University of Virginia Library

10. CHAPTER X.
THE MULATTO AND HIS SISTER.

Philip Clow, it will have been seen by those who have followed us
thus far in our story, was no ordinary man — a mulatto by birth, and endowed
by nature with an active, intelligent, and strong mind, united with
great sensibility, and a spirit bold and aspiring. He had not advanced far
into the years of boyhood before he became sensibly aware of the difference
between a mulatto boy and a white boy. He saw that he was regarded as
belonging to an inferior order of the race of mankind, and that he was
degraded from his very birth. He grew up intelligent, observing, and being
unusually handsome for one of his class, he was not a little caressed, by
the gentlemen who visited the shop of his father who was a genteel barber;
but he was not long in discovering that he was caressed only as a beautiful
spaniel dog would be; so he began to grow suspicious and reserved, and
gradually to cherish a deep but silent hatred against the white race.
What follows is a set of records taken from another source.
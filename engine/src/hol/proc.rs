// Copyright 2022-2023 VMware, Inc.
// SPDX-License-Identifier: BSD-2-Clause

//! Classification of higher-order formulas.

use fxhash::FxHashMap;

use relational::{
    bounds::{Bounds, BoundsError},
    printer,
    syntax::{Decl, Expression, Formula, NOp, Quantifier, Relation, Variable},
    universe::TupleSet,
};

use crate::error::{HolError, SolveError};

/// Fresh names for skolem relations, scoped to one solve.
#[derive(Debug, Default)]
pub struct Supply {
    used: FxHashMap<String, usize>,
}

impl Supply {
    #[allow(missing_docs)]
    pub fn new() -> Self {
        Self::default()
    }

    /// `$name` the first time, then `$name1`, `$name2`, ...
    pub fn fresh(&mut self, name: &str) -> String {
        let count = self.used.entry(name.to_string()).or_insert(0);
        let fresh = if *count == 0 {
            format!("${name}")
        } else {
            format!("${name}{count}")
        };
        *count += 1;
        fresh
    }
}

/// A top-level universal over higher-order variables.
#[derive(Debug, Clone, PartialEq, Eq)]
pub struct Universal {
    /// The quantified variables, at least one of them higher-order
    pub decls: Vec<Decl>,
    /// The quantified formula
    pub body: Formula,
}

impl Universal {
    /// `all decls | body`
    pub fn formula(&self) -> Formula {
        Formula::forall(self.decls.clone(), self.body.clone())
    }

    /// Whether some declared variable ranges over traces.
    pub fn is_mutable(&self) -> bool {
        self.decls.iter().any(|d| d.var.mutable)
    }
}

/// How a formula is solved.
#[derive(Debug, Clone)]
pub enum Proc {
    /// Translated directly
    Fol {
        /// A formula with no higher-order quantifier
        formula: Formula,
        /// Bounds including the skolem relations the formula mentions
        bounds: Bounds,
    },
    /// `rest && all universals`, by a candidate/verify loop
    Some4All {
        /// Bounds including the skolem relations of the candidate
        bounds: Bounds,
        /// Checked against each candidate
        universals: Vec<Universal>,
        /// The first-order part
        rest: Formula,
    },
    /// Satisfiable if some alternative is
    Or {
        /// Tried in order
        alternatives: Vec<Proc>,
    },
}

fn merge(lhs: Bounds, rhs: &Bounds) -> Result<Bounds, BoundsError> {
    let mut bounds = lhs;
    for (r, b) in rhs.iter() {
        if !bounds.contains(r) {
            bounds.bound(r, b.lower.clone(), b.upper.clone())?;
        }
    }
    Ok(bounds)
}

impl Proc {
    /// The conjunction of two problems. Disjunctions are distributed over.
    pub fn and(self, other: Proc) -> Result<Proc, SolveError> {
        Ok(match (self, other) {
            (Proc::Or { alternatives }, p) | (p, Proc::Or { alternatives }) => Proc::Or {
                alternatives: alternatives
                    .into_iter()
                    .map(|a| a.and(p.clone()))
                    .collect::<Result<_, _>>()?,
            },
            (Proc::Fol { formula: f1, bounds: b1 }, Proc::Fol { formula: f2, bounds: b2 }) => {
                Proc::Fol {
                    formula: Formula::and([f1, f2]),
                    bounds: merge(b1, &b2)?,
                }
            }
            (
                Proc::Fol { formula, bounds: b1 },
                Proc::Some4All {
                    bounds: b2,
                    universals,
                    rest,
                },
            )
            | (
                Proc::Some4All {
                    bounds: b2,
                    universals,
                    rest,
                },
                Proc::Fol { formula, bounds: b1 },
            ) => Proc::Some4All {
                bounds: merge(b2, &b1)?,
                universals,
                rest: Formula::and([rest, formula]),
            },
            (
                Proc::Some4All {
                    bounds: b1,
                    universals: mut u1,
                    rest: r1,
                },
                Proc::Some4All {
                    bounds: b2,
                    universals: u2,
                    rest: r2,
                },
            ) => {
                u1.extend(u2);
                Proc::Some4All {
                    bounds: merge(b1, &b2)?,
                    universals: u1,
                    rest: Formula::and([r1, r2]),
                }
            }
        })
    }

    /// Collapse a disjunction whose alternatives are all first-order into a
    /// single first-order problem over the skolem relations of every
    /// alternative. Other problems are returned unchanged.
    pub fn flatten(self) -> Result<Proc, SolveError> {
        let Proc::Or { alternatives } = self else {
            return Ok(self);
        };
        let alternatives = alternatives
            .into_iter()
            .map(Proc::flatten)
            .collect::<Result<Vec<_>, _>>()?;
        if !alternatives.iter().all(|a| matches!(a, Proc::Fol { .. })) {
            return Ok(Proc::Or { alternatives });
        }
        let mut formulas = vec![];
        let mut merged: Option<Bounds> = None;
        for a in alternatives {
            if let Proc::Fol { formula, bounds } = a {
                formulas.push(formula);
                merged = Some(match merged {
                    Some(m) => merge(m, &bounds)?,
                    None => bounds,
                });
            }
        }
        match merged {
            Some(bounds) => Ok(Proc::Fol {
                formula: Formula::or(formulas),
                bounds,
            }),
            None => Ok(Proc::Or {
                alternatives: vec![],
            }),
        }
    }

    /// The bounds of a conjunctive problem.
    pub fn bounds(&self) -> Option<&Bounds> {
        match self {
            Proc::Fol { bounds, .. } | Proc::Some4All { bounds, .. } => Some(bounds),
            Proc::Or { .. } => None,
        }
    }
}

/// Replace the variables of `decls` by fresh relations, bounded by the
/// upper approximation of their domains and added to `bounds`. Returns the
/// declaration constraints conjoined with `body`, over the new relations,
/// and the variable each relation stands for.
pub fn skolemize(
    decls: &[Decl],
    body: &Formula,
    bounds: &mut Bounds,
    supply: &mut Supply,
) -> Result<(Formula, Vec<(Variable, Relation)>), SolveError> {
    let mut substitution = im::HashMap::new();
    let mut constraints = vec![];
    let mut skolems = vec![];
    for d in decls {
        let domain = d.expr.map_vars(&|v: &Variable| substitution.get(v).cloned());
        let upper = bounds
            .upper_approximation(&domain)
            .map_err(|e| HolError::Unsupported(format!("{}: {e}", printer::expression(&domain))))?;
        let relation = Relation::new(&supply.fresh(&d.var.name), upper.arity(), d.var.mutable);
        bounds.bound(&relation, TupleSet::empty(upper.arity()), upper)?;
        let value = Expression::Relation(relation.clone());
        constraints.push(Decl::new(d.var.clone(), d.mult, domain).constraint(&value));
        substitution.insert(d.var.clone(), value);
        skolems.push((d.var.clone(), relation));
    }
    constraints.push(body.substitute(&substitution));
    Ok((Formula::and(constraints), skolems))
}

/// Classify a formula in negation normal form.
pub fn to_proc(formula: &Formula, bounds: &Bounds, supply: &mut Supply) -> Result<Proc, SolveError> {
    if !formula.is_higher_order() {
        return Ok(Proc::Fol {
            formula: formula.clone(),
            bounds: bounds.clone(),
        });
    }
    match formula {
        Formula::NAryOp(NOp::And, ts) => {
            let mut proc = Proc::Fol {
                formula: Formula::true_(),
                bounds: bounds.clone(),
            };
            for t in ts {
                let next = to_proc(t, bounds, supply)?;
                proc = proc.and(next)?;
            }
            Ok(proc)
        }
        Formula::NAryOp(NOp::Or, ts) => Ok(Proc::Or {
            alternatives: ts
                .iter()
                .map(|t| to_proc(t, bounds, supply))
                .collect::<Result<_, _>>()?,
        }),
        Formula::Quantified {
            quantifier: Quantifier::Exists,
            decls,
            body,
        } => {
            let mut bounds = bounds.clone();
            let (f, _) = skolemize(decls, body, &mut bounds, supply)?;
            to_proc(&f, &bounds, supply)
        }
        Formula::Quantified {
            quantifier: Quantifier::Forall,
            decls,
            body,
        } if decls.iter().any(|d| d.is_higher_order()) => Ok(Proc::Some4All {
            bounds: bounds.clone(),
            universals: vec![Universal {
                decls: decls.clone(),
                body: body.as_ref().clone(),
            }],
            rest: Formula::true_(),
        }),
        _ => Err(HolError::Unsupported(printer::formula(formula)).into()),
    }
}

#[cfg(test)]
mod tests {
    use super::*;
    use relational::parser::parse_problem;

    fn classify(text: &str) -> Result<Proc, SolveError> {
        let problem = parse_problem(text).unwrap();
        to_proc(&problem.formula().nnf(), &problem.bounds, &mut Supply::new())
    }

    #[test]
    fn test_supply() {
        let mut supply = Supply::new();
        assert_eq!(supply.fresh("X"), "$X");
        assert_eq!(supply.fresh("X"), "$X1");
        assert_eq!(supply.fresh("Y"), "$Y");
        assert_eq!(supply.fresh("X"), "$X2");
    }

    #[test]
    fn test_existentials_are_skolemized() {
        let proc = classify(
            "universe A0 A1 A2
            static r: 1 <= {A0, A1}
            fact some X: set r | some X && X in r",
        )
        .unwrap();
        let Proc::Fol { formula, bounds } = proc else {
            panic!("expected a first-order problem");
        };
        let x = bounds.relations().find(|r| r.name == "$X").unwrap().clone();
        assert!(!x.mutable);
        assert_eq!(bounds.upper(&x).unwrap().len(), 2);
        insta::assert_display_snapshot!(formula, @"$X in r && some $X && $X in r");
    }

    #[test]
    fn test_universals() {
        let proc = classify(
            "universe A0 A1
            static r: 1 <= {A0, A1}
            fact some r
            fact some X: set univ | all Y: set univ | Y in X
            fact all Z: set r | no Z || some r",
        )
        .unwrap();
        let Proc::Some4All {
            bounds,
            universals,
            rest,
        } = proc
        else {
            panic!("expected a candidate/verify problem");
        };
        assert_eq!(universals.len(), 2);
        assert!(bounds.relations().any(|r| r.name == "$X"));
        insta::assert_display_snapshot!(rest, @"$X in univ && some r");
        insta::assert_display_snapshot!(universals[0].formula(), @"all Y: set univ | Y in $X");
    }

    #[test]
    fn test_disjunctions() {
        let proc = classify(
            "universe A0 A1
            static r: 1 <= {A0, A1}
            fact some r
            fact (some X: set r | no X) || (all Y: set r | Y in r)",
        )
        .unwrap();
        let Proc::Or { alternatives } = proc else {
            panic!("expected a disjunction");
        };
        assert!(matches!(alternatives[0], Proc::Fol { .. }));
        assert!(matches!(alternatives[1], Proc::Some4All { .. }));
    }

    #[test]
    fn test_flatten() {
        let proc = classify(
            "universe A0 A1
            static r: 1 <= {A0, A1}
            fact (some X: set r | no X) || (some Y: set r | Y = r)",
        )
        .unwrap();
        assert!(matches!(proc, Proc::Or { .. }));
        let Proc::Fol { formula, bounds } = proc.flatten().unwrap() else {
            panic!("expected a first-order problem");
        };
        assert!(matches!(formula, Formula::NAryOp(NOp::Or, _)));
        assert!(bounds.relations().any(|r| r.name == "$X"));
        assert!(bounds.relations().any(|r| r.name == "$Y"));

        // a higher-order alternative stays a split
        let proc = classify(
            "universe A0 A1
            static r: 1 <= {A0, A1}
            fact (some X: set r | no X) || (all Y: set r | Y in r)",
        )
        .unwrap();
        let Proc::Or { alternatives } = proc.flatten().unwrap() else {
            panic!("expected a disjunction");
        };
        assert_eq!(alternatives.len(), 2);
    }

    #[test]
    fn test_unsupported() {
        let e = classify(
            "universe A0 A1
            var p: 1 <= {A0, A1}
            fact always (some X: set univ | X = p)",
        )
        .unwrap_err();
        assert!(matches!(e, SolveError::Hol(HolError::Unsupported(_))));
    }
}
The rest of his history is known, as detailed by himself in his interview
with his tenant on the evening of her death. Philip had a sister much
younger than himself, and with the same regularity of feature and sprightly
beauty of countenance that had distinguished him when a boy. His father
was dead, having left him considerable money, and one or two tenements,
and the care of this young girl.

As he despised his own class as heartily as he hated the white race, and
refused to associate with them on a level with their degradation, he resolved
that this sister, whom he tenderly loved, should be strictly guarded
from associating with those of her own blood, and educated in the most finished
style that money and his own talents as her teacher would enable him
to accomplish. He therefore kept her at home with him in great seclusion,
and for years, while educating himself, educated her; pouring into her
mind the flowers of that knowledge which he gathered for his own.

When they had ascended from the street to his room, or more properly,
library, he closed the door and seated himself opposite to her. She looked
terrified, and trembled; for the sanguinary scene she had just left still
pressed upon her thoughts. Besides, from Philip's manner, she thought
she was about to endure from him one of those severe reproofs for some
misdoing, she knew not what, which from time to time she had from him;
for, though naturally bold and spirited, she stood in fear of her brother.

`So that woman is dead!' he said, with singular emphasis, after being
seated a moment, and speaking as if his thoughts had been dwelling upon
that event.


44

Page 44

`It was a fearful sight, brother,' answered the girl, in that richly-keyed,
reed-like voice peculiar to the young quadroon girl.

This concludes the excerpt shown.